• **ASSIGNED TASK**:
Take each line below that has "frame" and copy it.

Dataset entries

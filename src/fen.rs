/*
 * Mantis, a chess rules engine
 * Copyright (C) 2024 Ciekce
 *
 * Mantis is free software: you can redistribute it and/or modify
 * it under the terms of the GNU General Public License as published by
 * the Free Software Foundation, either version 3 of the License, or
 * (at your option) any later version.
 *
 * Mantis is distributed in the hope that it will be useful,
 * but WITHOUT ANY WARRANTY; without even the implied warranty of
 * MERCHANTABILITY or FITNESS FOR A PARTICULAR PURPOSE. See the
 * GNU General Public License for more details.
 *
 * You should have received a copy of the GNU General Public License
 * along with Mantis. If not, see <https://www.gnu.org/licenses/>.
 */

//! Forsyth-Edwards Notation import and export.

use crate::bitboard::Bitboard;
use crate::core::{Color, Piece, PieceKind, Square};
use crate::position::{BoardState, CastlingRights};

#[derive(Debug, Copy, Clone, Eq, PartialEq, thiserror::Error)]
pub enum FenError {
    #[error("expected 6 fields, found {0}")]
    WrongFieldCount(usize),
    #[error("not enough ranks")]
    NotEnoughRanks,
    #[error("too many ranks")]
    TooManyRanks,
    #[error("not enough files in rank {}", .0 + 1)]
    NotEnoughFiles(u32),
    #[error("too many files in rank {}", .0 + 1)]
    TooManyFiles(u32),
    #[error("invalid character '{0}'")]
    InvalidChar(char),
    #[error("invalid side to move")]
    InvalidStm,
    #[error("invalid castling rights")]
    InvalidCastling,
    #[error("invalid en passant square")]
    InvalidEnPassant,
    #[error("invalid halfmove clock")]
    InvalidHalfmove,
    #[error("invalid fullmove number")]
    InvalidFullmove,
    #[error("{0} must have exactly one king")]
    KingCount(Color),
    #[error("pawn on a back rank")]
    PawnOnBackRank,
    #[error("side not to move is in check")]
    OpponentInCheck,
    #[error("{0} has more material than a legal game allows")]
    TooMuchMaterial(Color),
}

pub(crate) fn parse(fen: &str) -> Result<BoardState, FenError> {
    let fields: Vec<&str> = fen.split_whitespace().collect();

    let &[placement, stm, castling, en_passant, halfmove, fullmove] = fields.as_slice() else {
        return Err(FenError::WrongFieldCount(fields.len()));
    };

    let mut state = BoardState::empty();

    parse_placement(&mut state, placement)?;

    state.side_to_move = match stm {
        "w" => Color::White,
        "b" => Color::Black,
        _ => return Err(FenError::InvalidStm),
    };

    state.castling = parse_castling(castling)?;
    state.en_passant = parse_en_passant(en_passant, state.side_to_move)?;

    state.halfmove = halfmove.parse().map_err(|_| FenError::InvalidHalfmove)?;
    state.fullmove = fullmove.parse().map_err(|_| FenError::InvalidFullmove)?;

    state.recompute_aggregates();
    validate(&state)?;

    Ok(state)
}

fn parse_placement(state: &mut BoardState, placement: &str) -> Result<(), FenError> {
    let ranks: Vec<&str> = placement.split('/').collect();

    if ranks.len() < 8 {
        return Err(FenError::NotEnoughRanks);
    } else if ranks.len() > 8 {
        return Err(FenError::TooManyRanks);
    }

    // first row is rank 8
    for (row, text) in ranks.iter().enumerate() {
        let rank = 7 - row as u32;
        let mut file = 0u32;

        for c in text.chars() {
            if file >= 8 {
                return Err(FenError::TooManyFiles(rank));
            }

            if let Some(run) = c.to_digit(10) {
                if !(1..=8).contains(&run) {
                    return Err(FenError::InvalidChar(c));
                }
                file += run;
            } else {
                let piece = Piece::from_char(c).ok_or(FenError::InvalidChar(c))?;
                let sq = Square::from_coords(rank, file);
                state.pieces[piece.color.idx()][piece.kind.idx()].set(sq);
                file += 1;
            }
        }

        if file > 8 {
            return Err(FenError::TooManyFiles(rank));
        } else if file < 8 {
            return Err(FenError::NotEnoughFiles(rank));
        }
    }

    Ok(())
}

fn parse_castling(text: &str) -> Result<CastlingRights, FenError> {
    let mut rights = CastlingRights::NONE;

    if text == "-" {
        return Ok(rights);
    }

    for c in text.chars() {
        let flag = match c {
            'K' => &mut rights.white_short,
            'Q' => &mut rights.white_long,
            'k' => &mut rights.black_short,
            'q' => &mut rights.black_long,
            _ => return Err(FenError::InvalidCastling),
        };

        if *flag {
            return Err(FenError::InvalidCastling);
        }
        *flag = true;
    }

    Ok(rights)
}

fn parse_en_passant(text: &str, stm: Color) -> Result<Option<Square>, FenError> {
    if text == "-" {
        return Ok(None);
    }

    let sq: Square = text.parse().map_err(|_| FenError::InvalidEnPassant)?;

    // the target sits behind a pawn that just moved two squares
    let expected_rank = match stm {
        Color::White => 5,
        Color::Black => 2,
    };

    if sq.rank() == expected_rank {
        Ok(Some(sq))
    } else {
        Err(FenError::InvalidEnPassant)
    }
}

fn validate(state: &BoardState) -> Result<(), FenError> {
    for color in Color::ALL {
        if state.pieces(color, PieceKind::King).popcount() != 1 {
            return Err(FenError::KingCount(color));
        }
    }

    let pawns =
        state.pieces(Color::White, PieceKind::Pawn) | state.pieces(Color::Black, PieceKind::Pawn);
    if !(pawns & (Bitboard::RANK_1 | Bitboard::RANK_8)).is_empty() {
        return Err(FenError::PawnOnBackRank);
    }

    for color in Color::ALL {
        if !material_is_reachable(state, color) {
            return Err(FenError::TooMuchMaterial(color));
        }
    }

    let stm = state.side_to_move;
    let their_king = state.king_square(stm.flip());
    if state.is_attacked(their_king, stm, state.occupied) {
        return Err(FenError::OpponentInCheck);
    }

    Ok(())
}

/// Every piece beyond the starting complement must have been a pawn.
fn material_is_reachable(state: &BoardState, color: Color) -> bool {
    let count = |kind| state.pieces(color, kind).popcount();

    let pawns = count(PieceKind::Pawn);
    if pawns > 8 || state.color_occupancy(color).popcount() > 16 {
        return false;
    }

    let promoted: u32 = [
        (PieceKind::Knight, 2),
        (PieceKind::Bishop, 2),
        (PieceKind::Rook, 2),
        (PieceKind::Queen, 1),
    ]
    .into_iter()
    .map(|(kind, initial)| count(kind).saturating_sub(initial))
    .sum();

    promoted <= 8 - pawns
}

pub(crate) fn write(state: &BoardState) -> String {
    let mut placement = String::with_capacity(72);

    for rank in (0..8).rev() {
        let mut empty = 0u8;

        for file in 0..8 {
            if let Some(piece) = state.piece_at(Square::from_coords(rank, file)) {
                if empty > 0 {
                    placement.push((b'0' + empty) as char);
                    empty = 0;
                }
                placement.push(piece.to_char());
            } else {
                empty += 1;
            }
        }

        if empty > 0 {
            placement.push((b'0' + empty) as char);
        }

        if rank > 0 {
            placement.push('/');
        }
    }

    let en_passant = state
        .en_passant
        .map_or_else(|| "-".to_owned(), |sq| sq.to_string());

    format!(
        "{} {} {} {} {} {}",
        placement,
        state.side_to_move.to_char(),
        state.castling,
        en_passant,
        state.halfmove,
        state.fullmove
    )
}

...

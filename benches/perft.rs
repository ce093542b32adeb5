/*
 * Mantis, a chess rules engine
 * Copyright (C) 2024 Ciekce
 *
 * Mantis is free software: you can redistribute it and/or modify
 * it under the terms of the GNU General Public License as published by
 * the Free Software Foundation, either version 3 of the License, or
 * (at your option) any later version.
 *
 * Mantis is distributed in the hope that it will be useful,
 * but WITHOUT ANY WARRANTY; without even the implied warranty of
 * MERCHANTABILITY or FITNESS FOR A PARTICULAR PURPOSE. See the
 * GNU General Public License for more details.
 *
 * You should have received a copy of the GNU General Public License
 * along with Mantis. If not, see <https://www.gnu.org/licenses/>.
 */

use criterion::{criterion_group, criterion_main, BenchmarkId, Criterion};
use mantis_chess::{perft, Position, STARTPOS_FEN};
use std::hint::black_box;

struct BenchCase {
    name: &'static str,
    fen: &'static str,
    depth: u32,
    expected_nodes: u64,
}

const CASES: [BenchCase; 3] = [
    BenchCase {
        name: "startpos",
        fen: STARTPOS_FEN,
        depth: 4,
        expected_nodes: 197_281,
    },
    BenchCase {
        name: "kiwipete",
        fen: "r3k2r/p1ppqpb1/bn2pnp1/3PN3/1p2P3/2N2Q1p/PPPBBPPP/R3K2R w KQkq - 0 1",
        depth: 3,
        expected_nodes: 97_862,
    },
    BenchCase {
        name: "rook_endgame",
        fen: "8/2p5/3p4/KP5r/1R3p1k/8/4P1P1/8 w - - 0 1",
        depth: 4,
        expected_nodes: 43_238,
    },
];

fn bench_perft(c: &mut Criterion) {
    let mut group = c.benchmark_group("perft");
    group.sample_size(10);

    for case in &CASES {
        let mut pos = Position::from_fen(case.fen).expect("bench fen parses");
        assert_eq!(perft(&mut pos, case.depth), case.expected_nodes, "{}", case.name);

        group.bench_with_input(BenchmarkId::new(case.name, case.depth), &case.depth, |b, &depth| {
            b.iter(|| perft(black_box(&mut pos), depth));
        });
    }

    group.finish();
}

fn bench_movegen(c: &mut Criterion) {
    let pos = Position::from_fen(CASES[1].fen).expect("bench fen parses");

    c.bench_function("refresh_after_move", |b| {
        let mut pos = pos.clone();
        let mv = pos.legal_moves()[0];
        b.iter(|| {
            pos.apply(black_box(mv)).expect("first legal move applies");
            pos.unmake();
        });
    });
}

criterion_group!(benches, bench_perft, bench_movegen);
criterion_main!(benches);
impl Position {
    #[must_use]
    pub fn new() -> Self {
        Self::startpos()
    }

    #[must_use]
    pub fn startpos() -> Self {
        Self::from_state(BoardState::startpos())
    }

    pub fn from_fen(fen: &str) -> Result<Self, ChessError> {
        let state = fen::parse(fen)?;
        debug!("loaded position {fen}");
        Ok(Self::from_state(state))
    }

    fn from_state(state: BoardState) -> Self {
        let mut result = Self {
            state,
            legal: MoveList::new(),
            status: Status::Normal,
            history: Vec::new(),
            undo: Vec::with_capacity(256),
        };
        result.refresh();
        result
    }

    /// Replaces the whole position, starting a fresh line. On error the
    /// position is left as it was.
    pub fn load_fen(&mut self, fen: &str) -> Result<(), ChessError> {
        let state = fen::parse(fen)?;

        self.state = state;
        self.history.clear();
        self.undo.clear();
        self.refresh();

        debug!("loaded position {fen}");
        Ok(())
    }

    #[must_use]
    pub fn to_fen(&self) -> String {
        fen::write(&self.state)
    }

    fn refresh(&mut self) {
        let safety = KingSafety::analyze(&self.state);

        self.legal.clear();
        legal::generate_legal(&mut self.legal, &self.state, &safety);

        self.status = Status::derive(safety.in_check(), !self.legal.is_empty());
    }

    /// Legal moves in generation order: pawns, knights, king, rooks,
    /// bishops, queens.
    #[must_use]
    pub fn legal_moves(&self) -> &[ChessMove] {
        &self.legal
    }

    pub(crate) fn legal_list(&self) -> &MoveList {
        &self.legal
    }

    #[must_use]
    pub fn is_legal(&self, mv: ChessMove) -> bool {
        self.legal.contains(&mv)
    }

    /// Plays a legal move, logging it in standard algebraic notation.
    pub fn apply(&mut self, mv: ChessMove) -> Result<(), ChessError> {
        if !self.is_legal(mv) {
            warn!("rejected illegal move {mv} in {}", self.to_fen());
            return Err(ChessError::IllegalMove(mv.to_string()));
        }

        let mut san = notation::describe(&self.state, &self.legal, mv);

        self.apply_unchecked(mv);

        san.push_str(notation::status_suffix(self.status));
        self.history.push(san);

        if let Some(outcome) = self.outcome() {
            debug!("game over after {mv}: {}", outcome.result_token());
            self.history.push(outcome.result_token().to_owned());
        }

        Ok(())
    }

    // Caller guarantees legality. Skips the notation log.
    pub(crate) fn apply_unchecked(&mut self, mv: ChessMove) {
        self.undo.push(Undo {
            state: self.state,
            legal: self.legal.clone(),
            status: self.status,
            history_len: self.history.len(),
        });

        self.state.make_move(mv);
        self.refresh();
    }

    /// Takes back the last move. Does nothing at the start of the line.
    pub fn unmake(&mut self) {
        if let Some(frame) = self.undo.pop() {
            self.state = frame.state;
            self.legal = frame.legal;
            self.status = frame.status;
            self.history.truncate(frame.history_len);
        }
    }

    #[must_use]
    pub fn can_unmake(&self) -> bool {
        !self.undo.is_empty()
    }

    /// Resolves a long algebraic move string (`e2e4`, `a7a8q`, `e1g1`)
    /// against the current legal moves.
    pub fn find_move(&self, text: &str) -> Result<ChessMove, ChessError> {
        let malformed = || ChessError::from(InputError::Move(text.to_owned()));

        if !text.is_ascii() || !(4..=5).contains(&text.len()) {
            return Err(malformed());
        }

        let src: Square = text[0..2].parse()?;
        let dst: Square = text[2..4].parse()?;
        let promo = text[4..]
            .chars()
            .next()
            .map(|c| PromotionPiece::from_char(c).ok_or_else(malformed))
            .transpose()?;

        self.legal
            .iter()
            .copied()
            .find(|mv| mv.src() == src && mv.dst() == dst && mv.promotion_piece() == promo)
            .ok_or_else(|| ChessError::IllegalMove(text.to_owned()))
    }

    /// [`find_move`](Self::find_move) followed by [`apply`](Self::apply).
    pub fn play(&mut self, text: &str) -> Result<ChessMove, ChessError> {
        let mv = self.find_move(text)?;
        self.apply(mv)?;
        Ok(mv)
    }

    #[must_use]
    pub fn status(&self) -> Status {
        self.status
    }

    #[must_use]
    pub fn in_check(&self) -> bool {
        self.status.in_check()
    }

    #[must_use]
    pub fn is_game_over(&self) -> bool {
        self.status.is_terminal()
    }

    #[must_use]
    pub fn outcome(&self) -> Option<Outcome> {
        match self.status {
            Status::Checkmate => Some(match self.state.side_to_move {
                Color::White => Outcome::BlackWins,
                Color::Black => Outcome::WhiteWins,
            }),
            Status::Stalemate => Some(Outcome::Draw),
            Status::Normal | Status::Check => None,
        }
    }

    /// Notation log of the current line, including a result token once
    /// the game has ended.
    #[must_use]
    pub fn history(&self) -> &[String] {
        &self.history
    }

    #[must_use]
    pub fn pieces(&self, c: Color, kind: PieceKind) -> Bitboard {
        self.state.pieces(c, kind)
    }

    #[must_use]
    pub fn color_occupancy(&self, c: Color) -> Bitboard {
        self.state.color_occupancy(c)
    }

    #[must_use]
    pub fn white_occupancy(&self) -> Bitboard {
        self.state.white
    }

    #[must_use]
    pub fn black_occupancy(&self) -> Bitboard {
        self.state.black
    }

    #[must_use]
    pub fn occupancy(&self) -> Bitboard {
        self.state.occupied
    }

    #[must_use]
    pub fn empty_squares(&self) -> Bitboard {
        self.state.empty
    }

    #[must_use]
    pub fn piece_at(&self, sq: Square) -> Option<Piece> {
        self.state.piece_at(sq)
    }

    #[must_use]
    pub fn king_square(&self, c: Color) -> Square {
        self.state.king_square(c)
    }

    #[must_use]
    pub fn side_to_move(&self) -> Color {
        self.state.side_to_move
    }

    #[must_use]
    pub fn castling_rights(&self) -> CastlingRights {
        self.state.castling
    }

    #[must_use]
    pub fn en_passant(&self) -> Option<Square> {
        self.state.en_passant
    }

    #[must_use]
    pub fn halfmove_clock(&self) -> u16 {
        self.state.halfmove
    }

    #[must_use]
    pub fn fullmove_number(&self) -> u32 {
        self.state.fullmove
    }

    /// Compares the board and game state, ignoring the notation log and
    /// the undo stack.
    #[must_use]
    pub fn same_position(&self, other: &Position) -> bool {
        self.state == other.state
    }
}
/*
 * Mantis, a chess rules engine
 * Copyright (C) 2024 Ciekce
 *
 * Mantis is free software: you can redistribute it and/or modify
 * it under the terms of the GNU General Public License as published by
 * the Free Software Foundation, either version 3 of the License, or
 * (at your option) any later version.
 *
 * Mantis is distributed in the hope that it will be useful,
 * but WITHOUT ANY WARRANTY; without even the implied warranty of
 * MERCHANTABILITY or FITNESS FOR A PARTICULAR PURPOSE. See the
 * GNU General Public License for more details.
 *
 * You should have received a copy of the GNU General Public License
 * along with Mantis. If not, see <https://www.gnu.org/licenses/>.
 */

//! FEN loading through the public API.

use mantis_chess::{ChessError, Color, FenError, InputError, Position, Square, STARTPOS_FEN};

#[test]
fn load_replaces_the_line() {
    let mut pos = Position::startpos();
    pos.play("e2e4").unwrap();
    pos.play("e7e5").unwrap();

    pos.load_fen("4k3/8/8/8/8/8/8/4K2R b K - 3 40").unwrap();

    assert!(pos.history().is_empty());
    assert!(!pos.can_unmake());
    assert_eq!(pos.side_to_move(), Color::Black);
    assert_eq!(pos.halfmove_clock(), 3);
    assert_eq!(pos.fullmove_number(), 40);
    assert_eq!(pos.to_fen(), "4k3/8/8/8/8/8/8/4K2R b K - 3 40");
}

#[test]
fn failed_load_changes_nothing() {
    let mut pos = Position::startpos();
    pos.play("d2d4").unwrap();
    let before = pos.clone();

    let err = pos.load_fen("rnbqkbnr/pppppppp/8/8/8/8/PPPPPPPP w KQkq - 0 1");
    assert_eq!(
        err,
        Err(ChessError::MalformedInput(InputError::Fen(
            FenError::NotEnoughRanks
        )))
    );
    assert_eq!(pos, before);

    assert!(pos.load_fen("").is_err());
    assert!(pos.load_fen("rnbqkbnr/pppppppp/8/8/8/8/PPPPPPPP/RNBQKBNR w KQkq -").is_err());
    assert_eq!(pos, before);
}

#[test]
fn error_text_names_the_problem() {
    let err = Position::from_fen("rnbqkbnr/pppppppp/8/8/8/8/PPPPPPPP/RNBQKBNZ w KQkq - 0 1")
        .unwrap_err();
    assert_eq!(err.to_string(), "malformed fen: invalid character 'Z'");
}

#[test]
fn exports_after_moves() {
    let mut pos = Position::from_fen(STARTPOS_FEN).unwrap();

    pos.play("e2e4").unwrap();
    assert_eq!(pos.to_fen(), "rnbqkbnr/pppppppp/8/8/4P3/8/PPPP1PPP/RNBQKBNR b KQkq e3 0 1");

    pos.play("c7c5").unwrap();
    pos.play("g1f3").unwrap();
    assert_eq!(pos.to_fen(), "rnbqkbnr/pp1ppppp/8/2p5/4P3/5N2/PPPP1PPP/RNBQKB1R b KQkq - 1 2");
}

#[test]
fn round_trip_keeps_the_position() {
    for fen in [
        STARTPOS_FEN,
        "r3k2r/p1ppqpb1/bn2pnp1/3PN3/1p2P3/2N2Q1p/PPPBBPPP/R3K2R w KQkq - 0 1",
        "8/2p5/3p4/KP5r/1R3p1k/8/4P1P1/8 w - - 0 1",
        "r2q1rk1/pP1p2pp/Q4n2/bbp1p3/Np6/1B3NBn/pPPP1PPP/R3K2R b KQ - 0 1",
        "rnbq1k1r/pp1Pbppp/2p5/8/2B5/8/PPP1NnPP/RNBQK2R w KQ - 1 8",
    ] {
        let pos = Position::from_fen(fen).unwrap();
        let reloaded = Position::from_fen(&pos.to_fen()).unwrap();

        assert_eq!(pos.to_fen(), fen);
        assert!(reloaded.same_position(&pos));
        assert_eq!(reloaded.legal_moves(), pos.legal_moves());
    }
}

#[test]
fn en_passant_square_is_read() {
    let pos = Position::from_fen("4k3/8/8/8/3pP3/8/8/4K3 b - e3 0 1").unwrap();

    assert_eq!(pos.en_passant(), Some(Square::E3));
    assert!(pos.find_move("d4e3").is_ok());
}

...

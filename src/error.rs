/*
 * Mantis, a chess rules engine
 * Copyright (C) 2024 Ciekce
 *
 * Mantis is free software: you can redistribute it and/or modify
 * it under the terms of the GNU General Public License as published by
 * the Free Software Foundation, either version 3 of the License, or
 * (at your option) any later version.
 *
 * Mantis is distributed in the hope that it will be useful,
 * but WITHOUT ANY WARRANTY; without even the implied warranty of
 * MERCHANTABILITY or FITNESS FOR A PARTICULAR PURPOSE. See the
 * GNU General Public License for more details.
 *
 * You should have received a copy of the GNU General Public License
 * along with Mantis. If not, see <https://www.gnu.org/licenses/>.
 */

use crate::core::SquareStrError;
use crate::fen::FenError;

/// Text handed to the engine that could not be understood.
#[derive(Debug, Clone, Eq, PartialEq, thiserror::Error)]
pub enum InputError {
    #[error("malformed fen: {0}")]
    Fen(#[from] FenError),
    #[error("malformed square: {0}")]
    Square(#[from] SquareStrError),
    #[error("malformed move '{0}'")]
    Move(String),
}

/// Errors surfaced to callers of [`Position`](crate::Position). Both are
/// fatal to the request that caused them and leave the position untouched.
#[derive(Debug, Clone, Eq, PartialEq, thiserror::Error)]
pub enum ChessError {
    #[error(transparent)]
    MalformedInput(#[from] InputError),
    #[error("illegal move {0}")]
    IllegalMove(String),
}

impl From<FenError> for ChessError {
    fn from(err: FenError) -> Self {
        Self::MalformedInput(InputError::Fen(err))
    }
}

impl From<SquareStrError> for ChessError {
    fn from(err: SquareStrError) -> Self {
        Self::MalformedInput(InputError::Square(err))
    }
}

• **ANSWER AREA**:
        if let Some(frame) = self.undo.pop() {
            self.state = frame.state;
            self.legal = frame.legal;
            self.status = frame.status;
            self.history.truncate(frame.history_len);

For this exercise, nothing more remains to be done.